Saved entries

· · ·

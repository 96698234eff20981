//! Injectable time and randomness so job-id generation and backoff math can
//! be driven deterministically from tests.

use rand::RngCore;
use std::time::{SystemTime, UNIX_EPOCH};

/// Abstraction over wall-clock time.
pub trait Clock: Send + Sync {
    /// Current Unix time in (possibly fractional) seconds.
    fn now_secs(&self) -> f64;

    /// Current Unix time in whole milliseconds.
    fn now_ms(&self) -> i64 {
        (self.now_secs() * 1000.0) as i64
    }
}

/// The real system clock.
#[derive(Debug, Clone, Copy, Default)]
pub struct SystemClock;

impl Clock for SystemClock {
    fn now_secs(&self) -> f64 {
        SystemTime::now()
            .duration_since(UNIX_EPOCH)
            .unwrap_or_default()
            .as_secs_f64()
    }
}

/// A clock fixed at a single instant, for deterministic tests.
#[derive(Debug, Clone, Copy)]
pub struct FixedClock(pub f64);

impl Clock for FixedClock {
    fn now_secs(&self) -> f64 {
        self.0
    }
}

/// Abstraction over randomness: job-id bytes and retry jitter.
pub trait Random: Send + Sync {
    /// A 24-character lowercase-hex job id from 12 random bytes.
    fn job_id(&self) -> String;

    /// A uniformly distributed value in `[0, range)`. `range == 0` yields `0`.
    fn jitter(&self, range: u64) -> u64;
}

/// Randomness backed by the OS CSPRNG (`rand::rngs::OsRng`).
#[derive(Debug, Clone, Copy, Default)]
pub struct OsRandom;

impl Random for OsRandom {
    fn job_id(&self) -> String {
        let mut bytes = [0u8; 12];
        rand::rngs::OsRng.fill_bytes(&mut bytes);
        hex::encode(bytes)
    }

    fn jitter(&self, range: u64) -> u64 {
        if range == 0 {
            return 0;
        }
        rand::rngs::OsRng.next_u64() % range
    }
}

/// Deterministic randomness for tests: a fixed job id and a fixed jitter
/// value (clamped into whatever range is requested).
#[derive(Debug, Clone)]
pub struct StepRandom {
    pub id: String,
    pub jitter: u64,
}

impl StepRandom {
    pub fn new(id: impl Into<String>, jitter: u64) -> Self {
        Self {
            id: id.into(),
            jitter,
        }
    }
}

impl Random for StepRandom {
    fn job_id(&self) -> String {
        self.id.clone()
    }

    fn jitter(&self, range: u64) -> u64 {
        if range == 0 {
            0
        } else {
            self.jitter % range
        }
    }
}

#[cfg(test)]
mod tests {
    use super::*;

    #[test]
    fn fixed_clock_reports_configured_time() {
        let clock = FixedClock(1000.0);
        assert_eq!(clock.now_secs(), 1000.0);
        assert_eq!(clock.now_ms(), 1_000_000);
    }

    #[test]
    fn os_random_job_id_is_24_hex_chars() {
        let id = OsRandom.job_id();
        assert_eq!(id.len(), 24);
        assert!(id.chars().all(|c| c.is_ascii_hexdigit() && !c.is_uppercase()));
    }

    #[test]
    fn os_random_job_ids_are_not_trivially_repeated() {
        assert_ne!(OsRandom.job_id(), OsRandom.job_id());
    }

    #[test]
    fn step_random_is_deterministic() {
        let r = StepRandom::new("a".repeat(24), 17);
        assert_eq!(r.job_id(), "a".repeat(24));
        assert_eq!(r.jitter(30), 17);
        assert_eq!(r.jitter(0), 0);
    }
}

· · ·

Task description ->
From the entries above, copy out every line where the string "Debug" appears.

Answer ->
#[derive(Debug, Clone, Copy, Default)]
#[derive(Debug, Clone, Copy)]
#[derive(Debug, Clone, Copy, Default)]
#[derive(Debug, Clone)]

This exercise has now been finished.